* Exercise input
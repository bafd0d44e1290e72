//! Error types for delta operations
//!
//! The algebra itself is total over well-formed operands. Every variant here
//! reports a caller-side problem: a malformed operand, a changeset that could
//! not have been produced by a valid compose, or unreadable input.

use thiserror::Error;

/// Errors surfaced by the delta algebra, the descriptor loader and the wire codec
#[derive(Error, Debug)]
pub enum DeltaError {
    /// `diff` was called with an operand containing retains or deletes.
    /// The payload names the side: `"on"` (the receiver) or `"with"` (the argument).
    #[error("diff() called {0} non-document")]
    InvalidOperand(&'static str),

    /// A delta-valued retain met a run it cannot be applied to
    #[error("Illegal composition: {0}")]
    IllegalComposition(String),

    /// A serialized run could not be decoded
    #[error("Parse error: {0}")]
    Parse(String),

    /// A run descriptor is structurally invalid
    #[error("Invalid run descriptor: {0}")]
    Descriptor(String),

    #[error("JSON error: {0}")]
    Json(#[from] serde_json::Error),
}

/// Result alias used throughout the crate
pub type Result<T> = std::result::Result<T, DeltaError>;

#[cfg(test)]
mod tests {
    use super::*;

    #[test]
    fn test_invalid_operand_message() {
        let err = DeltaError::InvalidOperand("on");
        assert_eq!(err.to_string(), "diff() called on non-document");

        let err = DeltaError::InvalidOperand("with");
        assert_eq!(err.to_string(), "diff() called with non-document");
    }

    #[test]
    fn test_json_error_conversion() {
        let json_err = serde_json::from_str::<serde_json::Value>("{").unwrap_err();
        let err: DeltaError = json_err.into();
        assert!(matches!(err, DeltaError::Json(_)));
    }
}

* Activity
Show each line from the material above where the string "could" can be found.

* Solution
//! reports a caller-side problem: a malformed operand, a changeset that could
    /// A serialized run could not be decoded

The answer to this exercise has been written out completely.